Murray and Rex also noted that some businesses, like Cristina's Café on King Street, often attract visitors and patrons from outside of town. Clustering businesses such as restaurants may find greater success together in a district rather than operating alone, Murray explained. She surmised that more restaurants around Cristina's, offering food and music, likely would draw even greater business.

At the retreat, council didn't diverge greatly in their expectations for the future, Murray said. She added that council understood what the town could and couldn't do in certain periods of time.

Much of the retreat discussions focused on economic development for both the downtown and other parts of Strasburg. Murray created a triangle that included the downtown, the Va. 55 and U.S. 11 corridors and the North Shenandoah Industrial and Business Park.

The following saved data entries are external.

//! Bar loading for the runner: per-ticker CSV files and synthetic data.
//!
//! CSV ingestion is lenient about layout and strict about values:
//! - column names are trimmed, lower-cased and spaces become `_`
//! - `t` and `price` headers are read as `date`
//! - rows with an unparseable date or OHLCV cell are dropped
//! - rows are sorted by date and de-duplicated on date (first wins)
//!
//! Synthetic data is a developer-only mode. Its bars are a deterministic
//! random walk seeded from the ticker name.

use std::io::Read;
use std::path::Path;

use biaslab_core::domain::PriceBar;
use chrono::{Datelike, NaiveDate};
use thiserror::Error;
use tracing::debug;

/// Errors from the data loading layer.
#[derive(Debug, Error)]
pub enum LoadError {
    #[error("read {path}: {source}")]
    Io {
        path: String,
        #[source]
        source: std::io::Error,
    },

    #[error("parse CSV {path}: {source}")]
    Csv {
        path: String,
        #[source]
        source: csv::Error,
    },

    #[error("{path} has no '{column}' column")]
    MissingColumn { path: String, column: &'static str },
}

const REQUIRED: [&str; 6] = ["date", "open", "high", "low", "close", "volume"];

/// Normalize a header cell: trimmed, lower-case, spaces to underscores,
/// with `t` and `price` aliased to `date`.
pub fn normalize_column(name: &str) -> String {
    let normalized = name.trim().to_lowercase().replace(' ', "_");
    match normalized.as_str() {
        "t" | "price" => "date".to_string(),
        _ => normalized,
    }
}

/// `YYYY-MM-DD`, optionally followed by a time component.
pub fn parse_date(cell: &str) -> Option<NaiveDate> {
    let cell = cell.trim();
    let day = cell.split(['T', ' ']).next()?;
    NaiveDate::parse_from_str(day, "%Y-%m-%d").ok()
}

fn parse_number(cell: &str) -> Option<f64> {
    cell.trim().parse::<f64>().ok().filter(|v| v.is_finite())
}

/// Load `path` as the bar history for `ticker`.
pub fn load_csv(path: &Path, ticker: &str) -> Result<Vec<PriceBar>, LoadError> {
    let file = std::fs::File::open(path).map_err(|source| LoadError::Io {
        path: path.display().to_string(),
        source,
    })?;
    parse_csv(file, ticker, &path.display().to_string())
}

/// Parse CSV bar data from any reader. `source` names the input in errors.
pub fn parse_csv<R: Read>(
    reader: R,
    ticker: &str,
    source: &str,
) -> Result<Vec<PriceBar>, LoadError> {
    let mut rdr = csv::ReaderBuilder::new()
        .flexible(true)
        .trim(csv::Trim::All)
        .from_reader(reader);

    let headers: Vec<String> = rdr
        .headers()
        .map_err(|e| LoadError::Csv {
            path: source.to_string(),
            source: e,
        })?
        .iter()
        .map(normalize_column)
        .collect();

    let mut idx = [0usize; 6];
    for (slot, column) in idx.iter_mut().zip(REQUIRED) {
        *slot = headers
            .iter()
            .position(|h| h == column)
            .ok_or_else(|| LoadError::MissingColumn {
                path: source.to_string(),
                column,
            })?;
    }
    let [date_i, open_i, high_i, low_i, close_i, volume_i] = idx;

    let mut bars = Vec::new();
    let mut dropped = 0usize;
    for record in rdr.records() {
        let Ok(record) = record else {
            dropped += 1;
            continue;
        };
        let cell = |i: usize| record.get(i).unwrap_or("");
        let parsed = (|| {
            Some(PriceBar {
                ticker: ticker.to_string(),
                date: parse_date(cell(date_i))?,
                open: parse_number(cell(open_i))?,
                high: parse_number(cell(high_i))?,
                low: parse_number(cell(low_i))?,
                close: parse_number(cell(close_i))?,
                volume: parse_number(cell(volume_i))?,
            })
        })();
        match parsed {
            Some(bar) if bar.validate().is_ok() => bars.push(bar),
            _ => dropped += 1,
        }
    }

    bars.sort_by_key(|b| b.date);
    let before = bars.len();
    bars.dedup_by_key(|b| b.date);
    let duplicates = before - bars.len();

    if dropped > 0 || duplicates > 0 {
        debug!(ticker, source, dropped, duplicates, "cleaned CSV rows");
    }
    Ok(bars)
}

/// Deterministic BLAKE3 hash over every ticker's bars, in ticker order.
pub fn dataset_hash<'a>(series: impl IntoIterator<Item = (&'a str, &'a [PriceBar])>) -> String {
    let mut series: Vec<_> = series.into_iter().collect();
    series.sort_by(|a, b| a.0.cmp(b.0));

    let mut hasher = blake3::Hasher::new();
    for (ticker, bars) in series {
        hasher.update(ticker.as_bytes());
        for bar in bars {
            hasher.update(bar.date.to_string().as_bytes());
            hasher.update(&bar.open.to_le_bytes());
            hasher.update(&bar.high.to_le_bytes());
            hasher.update(&bar.low.to_le_bytes());
            hasher.update(&bar.close.to_le_bytes());
            hasher.update(&bar.volume.to_le_bytes());
        }
    }
    hasher.finalize().to_hex().to_string()
}

/// Random-walk weekday bars from `start` through `end`, seeded from the
/// ticker so repeated runs agree.
pub fn synthetic_bars(ticker: &str, start: NaiveDate, end: NaiveDate) -> Vec<PriceBar> {
    use rand::rngs::StdRng;
    use rand::{Rng, SeedableRng};

    let seed: [u8; 32] = *blake3::hash(ticker.as_bytes()).as_bytes();
    let mut rng = StdRng::from_seed(seed);

    let mut bars = Vec::new();
    let mut price = rng.gen_range(5.0..50.0_f64);
    let mut current = start;

    while current <= end {
        let weekday = current.weekday();
        if weekday == chrono::Weekday::Sat || weekday == chrono::Weekday::Sun {
            current += chrono::Duration::days(1);
            continue;
        }

        let daily_return: f64 = rng.gen_range(-0.04..0.04);
        let open = price;
        let close = (price * (1.0 + daily_return)).max(0.01);
        let high = open.max(close) * (1.0 + rng.gen_range(0.0..0.03));
        let low = open.min(close) * (1.0 - rng.gen_range(0.0..0.03));
        let volume = rng.gen_range(50_000.0..2_000_000.0_f64).round();

        bars.push(PriceBar {
            ticker: ticker.to_string(),
            date: current,
            open,
            high,
            low,
            close,
            volume,
        });

        price = close;
        current += chrono::Duration::days(1);
    }

    bars
}

#[cfg(test)]
mod tests {
    use super::*;

    fn d(y: i32, m: u32, day: u32) -> NaiveDate {
        NaiveDate::from_ymd_opt(y, m, day).unwrap()
    }

    #[test]
    fn normalizes_headers() {
        assert_eq!(normalize_column("  Adj Close "), "adj_close");
        assert_eq!(normalize_column("T"), "date");
        assert_eq!(normalize_column("Price"), "date");
        assert_eq!(normalize_column("Volume"), "volume");
    }

    #[test]
    fn parses_dates_with_optional_time() {
        assert_eq!(parse_date("2024-03-01"), Some(d(2024, 3, 1)));
        assert_eq!(parse_date("2024-03-01 00:00:00-05:00"), Some(d(2024, 3, 1)));
        assert_eq!(parse_date("2024-03-01T09:30:00Z"), Some(d(2024, 3, 1)));
        assert_eq!(parse_date("03/01/2024"), None);
        assert_eq!(parse_date(""), None);
    }

    #[test]
    fn standard_layout() {
        let csv = "Date,Open,High,Low,Close,Volume\n\
                   2024-01-03,11,12,10,11.5,2000\n\
                   2024-01-02,10,11,9,10.5,1000\n";
        let bars = parse_csv(csv.as_bytes(), "ACME", "test").unwrap();
        assert_eq!(bars.len(), 2);
        assert_eq!(bars[0].date, d(2024, 1, 2));
        assert_eq!(bars[0].close, 10.5);
        assert_eq!(bars[1].volume, 2000.0);
        assert!(bars.iter().all(|b| b.ticker == "ACME"));
    }

    #[test]
    fn multi_header_layout_drops_junk_rows() {
        let csv = "Price,Close,High,Low,Open,Volume\n\
                   Ticker,ACME,ACME,ACME,ACME,ACME\n\
                   Date,,,,,\n\
                   2024-01-02,10.5,11,9,10,1000\n";
        let bars = parse_csv(csv.as_bytes(), "ACME", "test").unwrap();
        assert_eq!(bars.len(), 1);
        assert_eq!(bars[0].open, 10.0);
        assert_eq!(bars[0].close, 10.5);
    }

    #[test]
    fn t_column_and_bad_cells() {
        let csv = "t,open,high,low,close,volume\n\
                   2024-01-02,10,11,9,10.5,1000\n\
                   2024-01-03,abc,11,9,10.5,1000\n\
                   2024-01-04,10,11,9,,1000\n\
                   2024-01-02,99,99,99,99,99\n";
        let bars = parse_csv(csv.as_bytes(), "ACME", "test").unwrap();
        assert_eq!(bars.len(), 1);
        assert_eq!(bars[0].close, 10.5);
    }

    #[test]
    fn missing_column_is_an_error() {
        let csv = "date,open,high,low,close\n2024-01-02,10,11,9,10.5\n";
        let err = parse_csv(csv.as_bytes(), "ACME", "test").unwrap_err();
        assert!(matches!(
            err,
            LoadError::MissingColumn {
                column: "volume",
                ..
            }
        ));
    }

    #[test]
    fn synthetic_is_deterministic_and_weekday_only() {
        let a = synthetic_bars("ACME", d(2024, 1, 1), d(2024, 3, 31));
        let b = synthetic_bars("ACME", d(2024, 1, 1), d(2024, 3, 31));
        assert_eq!(a, b);
        assert!(!a.is_empty());
        assert!(a.iter().all(|bar| bar.validate().is_ok()));
        assert!(a
            .iter()
            .all(|bar| bar.date.weekday().number_from_monday() <= 5));
        assert_ne!(a, synthetic_bars("OTHER", d(2024, 1, 1), d(2024, 3, 31)));
    }

    #[test]
    fn dataset_hash_ignores_input_order() {
        let a = synthetic_bars("AAA", d(2024, 1, 1), d(2024, 1, 31));
        let b = synthetic_bars("BBB", d(2024, 1, 1), d(2024, 1, 31));
        let h1 = dataset_hash([("AAA", a.as_slice()), ("BBB", b.as_slice())]);
        let h2 = dataset_hash([("BBB", b.as_slice()), ("AAA", a.as_slice())]);
        assert_eq!(h1, h2);
        assert_ne!(h1, dataset_hash([("AAA", a.as_slice())]));
    }
}
//! Pipeline orchestrator: fetch, compute, classify, filter, tag, account.
//!
//! Two entry points:
//! - `Pipeline::process()`: one ticker from pre-loaded bars, no I/O.
//! - `Pipeline::run_batch()`: many tickers through a `HistoryProvider`, in
//!   parallel, with per-ticker failures degraded to skips.
//!
//! A batch always completes. Results are sorted by ticker so the report does
//! not depend on worker scheduling.

use std::time::Instant;

use biaslab_core::backtest::{self, Backtest};
use biaslab_core::classifier::{BiasRule, ThresholdRule};
use biaslab_core::domain::{is_sorted_by_date, IndicatorRow, PriceBar, SignalRow};
use biaslab_core::filter::SignalFilter;
use biaslab_core::indicators::IndicatorEngine;
use biaslab_core::patterns::{ChartTagger, NullTagger, PatternTagger, PatternTags};
use biaslab_core::screen::{self, RejectReason, ScreenOutcome, ScreenSnapshot};
use chrono::NaiveDate;
use rayon::prelude::*;
use serde::{Deserialize, Serialize};
use thiserror::Error;
use tracing::{debug, info, warn};

use crate::config::{ConfigError, PipelineConfig};
use crate::data_loader::dataset_hash;
use crate::provider::HistoryProvider;

/// Current schema version for persisted artifacts.
pub const SCHEMA_VERSION: u32 = 1;

/// Why a ticker is absent from the results.
#[derive(Debug, Clone, PartialEq, Error, Serialize, Deserialize)]
pub enum SkipReason {
    #[error("fetch failed: {0}")]
    Fetch(String),
    #[error("only {rows} rows, need {min}")]
    InsufficientRows { rows: usize, min: usize },
    #[error("invalid bar on {date}: {reason}")]
    InvalidBar { date: NaiveDate, reason: String },
    #[error("pattern tagging failed: {0}")]
    Tagging(String),
    #[error("screened out: {0}")]
    Rejected(RejectReason),
}

#[derive(Debug, Clone, PartialEq, Serialize, Deserialize)]
pub struct SkippedTicker {
    pub ticker: String,
    pub reason: SkipReason,
}

/// Everything computed for one ticker.
#[derive(Debug, Clone)]
pub struct TickerResult {
    pub ticker: String,
    pub bars: Vec<PriceBar>,
    pub rows: Vec<IndicatorRow>,
    pub signals: Vec<SignalRow>,
    pub tags: PatternTags,
    pub backtest: Backtest,
}

/// Outcome of one batch run.
#[derive(Debug, Clone)]
pub struct BatchReport {
    pub config: PipelineConfig,
    /// Sorted by ticker.
    pub results: Vec<TickerResult>,
    /// Sorted by ticker.
    pub skipped: Vec<SkippedTicker>,
    /// BLAKE3 over the bars of every completed ticker.
    pub data_hash: String,
    pub synthetic: bool,
}

impl BatchReport {
    pub fn succeeded(&self) -> usize {
        self.results.len()
    }

    pub fn attempted(&self) -> usize {
        self.results.len() + self.skipped.len()
    }

    pub fn signal_count(&self) -> usize {
        self.results.iter().map(|r| r.signals.len()).sum()
    }
}

/// Outcome of a screening pass.
#[derive(Debug, Clone, Default)]
pub struct ScreenReport {
    /// Sorted by ticker.
    pub passed: Vec<ScreenSnapshot>,
    /// Sorted by ticker.
    pub rejected: Vec<SkippedTicker>,
}

/// The per-ticker pipeline with its components built from one config.
pub struct Pipeline {
    config: PipelineConfig,
    engine: IndicatorEngine,
    rule: Box<dyn BiasRule>,
    filter: SignalFilter,
    tagger: Box<dyn PatternTagger>,
    synthetic: bool,
}

impl Pipeline {
    pub fn new(config: PipelineConfig) -> Result<Self, ConfigError> {
        config.validate()?;
        let tagger: Box<dyn PatternTagger> = if config.pipeline.patterns {
            Box::new(ChartTagger::default())
        } else {
            Box::new(NullTagger)
        };
        Ok(Self {
            engine: IndicatorEngine::new(&config.indicators),
            rule: Box::new(ThresholdRule::new(config.bias.clone())),
            filter: SignalFilter::new(config.filter.clone()),
            tagger,
            synthetic: false,
            config,
        })
    }

    /// Swap the bias rule set.
    pub fn with_rule(mut self, rule: Box<dyn BiasRule>) -> Self {
        self.rule = rule;
        self
    }

    /// Swap the pattern tagger.
    pub fn with_tagger(mut self, tagger: Box<dyn PatternTagger>) -> Self {
        self.tagger = tagger;
        self
    }

    /// Mark results as produced from synthetic data.
    pub fn synthetic(mut self, synthetic: bool) -> Self {
        self.synthetic = synthetic;
        self
    }

    pub fn config(&self) -> &PipelineConfig {
        &self.config
    }

    pub fn rule(&self) -> &dyn BiasRule {
        self.rule.as_ref()
    }

    /// Run one ticker's pre-loaded bars through the whole pipeline.
    pub fn process(
        &self,
        ticker: &str,
        mut bars: Vec<PriceBar>,
    ) -> Result<TickerResult, SkipReason> {
        if !is_sorted_by_date(&bars) {
            bars.sort_by_key(|b| b.date);
            bars.dedup_by_key(|b| b.date);
        }
        if let Some((date, err)) = bars
            .iter()
            .find_map(|b| b.validate().err().map(|e| (b.date, e)))
        {
            return Err(SkipReason::InvalidBar {
                date,
                reason: err.to_string(),
            });
        }
        let min = self.config.pipeline.min_rows;
        if bars.len() < min {
            return Err(SkipReason::InsufficientRows {
                rows: bars.len(),
                min,
            });
        }

        let rows = self.engine.compute(&bars);
        debug!(ticker, rows = rows.len(), warmup = self.engine.warmup(), "indicators computed");

        let signals = self.filter.select(&rows, self.rule.as_ref());
        debug!(ticker, signals = signals.len(), "signals selected");

        let tags = if signals.is_empty() {
            PatternTags::default()
        } else {
            self.tagger
                .tag(ticker, &bars)
                .map_err(|e| SkipReason::Tagging(e.to_string()))?
        };

        let backtest = backtest::run(ticker, &rows, &signals, &self.config.backtest);
        debug!(
            ticker,
            total_return = backtest.summary.total_return,
            sharpe = backtest.summary.sharpe_ratio,
            "backtest complete"
        );

        Ok(TickerResult {
            ticker: ticker.to_string(),
            bars,
            rows,
            signals,
            tags,
            backtest,
        })
    }

    /// Fetch and process one ticker.
    pub fn run_ticker(
        &self,
        provider: &dyn HistoryProvider,
        ticker: &str,
    ) -> Result<TickerResult, SkipReason> {
        let bars = provider
            .fetch(ticker)
            .map_err(|e| SkipReason::Fetch(e.to_string()))?;
        self.process(ticker, bars)
    }

    /// Run every ticker, in parallel when more than one worker is available.
    pub fn run_batch(&self, provider: &dyn HistoryProvider, tickers: &[String]) -> BatchReport {
        let started = Instant::now();
        info!(
            tickers = tickers.len(),
            provider = provider.name(),
            "batch started"
        );

        let outcomes = self.map_tickers(tickers, |ticker| self.run_ticker(provider, ticker));

        let mut results = Vec::new();
        let mut skipped = Vec::new();
        for (ticker, outcome) in outcomes {
            match outcome {
                Ok(result) => results.push(result),
                Err(reason) => {
                    warn!(ticker = %ticker, reason = %reason, "ticker skipped");
                    skipped.push(SkippedTicker { ticker, reason });
                }
            }
        }

        let data_hash = dataset_hash(
            results
                .iter()
                .map(|r| (r.ticker.as_str(), r.bars.as_slice())),
        );

        let report = BatchReport {
            config: self.config.clone(),
            results,
            skipped,
            data_hash,
            synthetic: self.synthetic,
        };
        info!(
            succeeded = report.succeeded(),
            skipped = report.skipped.len(),
            signals = report.signal_count(),
            elapsed_ms = started.elapsed().as_millis() as u64,
            "batch finished"
        );
        report
    }

    /// Screen every ticker on its latest bar.
    pub fn screen_batch(&self, provider: &dyn HistoryProvider, tickers: &[String]) -> ScreenReport {
        info!(tickers = tickers.len(), "screen started");
        let outcomes = self.map_tickers(tickers, |ticker| {
            let bars = provider
                .fetch(ticker)
                .map_err(|e| SkipReason::Fetch(e.to_string()))?;
            match screen::screen(ticker, &bars, &self.config.screen) {
                ScreenOutcome::Passed(snapshot) => Ok(snapshot),
                ScreenOutcome::Rejected { reason, .. } => Err(SkipReason::Rejected(reason)),
            }
        });

        let mut report = ScreenReport::default();
        for (ticker, outcome) in outcomes {
            match outcome {
                Ok(snapshot) => report.passed.push(snapshot),
                Err(reason) => {
                    debug!(ticker = %ticker, reason = %reason, "ticker screened out");
                    report.rejected.push(SkippedTicker { ticker, reason });
                }
            }
        }
        info!(
            passed = report.passed.len(),
            rejected = report.rejected.len(),
            "screen finished"
        );
        report
    }

    /// Apply `f` to each ticker on the configured pool; output sorted by ticker.
    fn map_tickers<T, F>(&self, tickers: &[String], f: F) -> Vec<(String, Result<T, SkipReason>)>
    where
        T: Send,
        F: Fn(&str) -> Result<T, SkipReason> + Sync,
    {
        let run = || -> Vec<(String, Result<T, SkipReason>)> {
            tickers
                .par_iter()
                .map(|ticker| (ticker.clone(), f(ticker)))
                .collect()
        };

        let mut outcomes = match self.config.pipeline.workers {
            Some(1) => tickers
                .iter()
                .map(|ticker| (ticker.clone(), f(ticker)))
                .collect(),
            Some(n) => match rayon::ThreadPoolBuilder::new().num_threads(n).build() {
                Ok(pool) => pool.install(run),
                Err(e) => {
                    warn!(error = %e, "falling back to the global rayon pool");
                    run()
                }
            },
            None => run(),
        };
        outcomes.sort_by(|a, b| a.0.cmp(&b.0));
        outcomes
    }
}
//! Simple rolling mean.
//!
//! Mean over a trailing window of `window` values.
//! Lookback: window - 1 (first valid value at index window-1).
//!
//! Each window is summed directly rather than by add/remove updates, so a
//! window of exact zeros yields an exact zero. RSI relies on that to detect a
//! zero average loss.

use super::Series;

/// Rolling mean of `values` over `window` positions.
pub fn rolling_mean(values: &[f64], window: usize) -> Series {
    let n = values.len();
    if window == 0 {
        return vec![None; n];
    }
    (0..n)
        .map(|i| {
            if i + 1 < window {
                return None;
            }
            let sum: f64 = values[i + 1 - window..=i].iter().sum();
            Some(sum / window as f64)
        })
        .collect()
}
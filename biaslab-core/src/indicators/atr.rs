//! Average True Range (ATR).
//!
//! True Range: max(high-low, |high-prev_close|, |low-prev_close|)
//! ATR is the simple rolling mean of true range over `period` bars.
//! Lookback: period - 1 (TR[0] uses high-low only, so it counts toward the window).

use super::sma::rolling_mean;
use super::{Indicator, Series};
use crate::domain::PriceBar;

#[derive(Debug, Clone)]
pub struct Atr {
    period: usize,
    name: String,
}

impl Atr {
    pub fn new(period: usize) -> Self {
        assert!(period >= 1, "ATR period must be >= 1");
        Self {
            period,
            name: format!("atr_{period}"),
        }
    }
}

/// Compute the True Range series from bars.
/// TR[0] = high[0] - low[0] (no previous close).
/// TR[t] = max(high[t]-low[t], |high[t]-close[t-1]|, |low[t]-close[t-1]|).
pub fn true_range(bars: &[PriceBar]) -> Vec<f64> {
    bars.iter()
        .enumerate()
        .map(|(i, bar)| {
            let hl = bar.high - bar.low;
            match i.checked_sub(1).map(|p| bars[p].close) {
                None => hl,
                Some(pc) => hl.max((bar.high - pc).abs()).max((bar.low - pc).abs()),
            }
        })
        .collect()
}

impl Indicator for Atr {
    fn name(&self) -> &str {
        &self.name
    }

    fn lookback(&self) -> usize {
        self.period - 1
    }

    fn compute(&self, bars: &[PriceBar]) -> Series {
        rolling_mean(&true_range(bars), self.period)
    }
}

Topics or future needs that came up included "walkability" and trails, a grocery store, as well as filling out the North Shenandoah Industrial and Business Park, the area of the county slated for annexation into the town.

Council saw the need for the town to work on developing the industrial park and to attract users to that future area of Strasburg.

Council looked at the future in terms of one-, five- and 10-year windows.

"I think they wanted to see the [Downtown] Streetscape completed and then the downtown filled and a more vibrant and more activity and that kind of thing and then those connections to the other part of town," Murray said. "They had some really good, realistic expectations of what could be accomplished over different time periods in those different commercial areas."

"It all seemed sort of doable in the context of municipal government," Murray added. "It was very positive, actually."

The town government has options that could help Strasburg grow. The town can offer water, sewer, fiber optic cables to attract business development, Murray noted. Strasburg also can have regulations to enable property owners to maintain historic, architectural buildings and keeping them attractive to potential businesses and visitors.

Strasburg could set up a special tax to fund a revolving loan program that would ultimately help improve downtown, Murray said.

Murray said she expects council and staff to continue their discussions about creating regulations that would help the town meet the economic development goals, especially the master plan for the industrial park.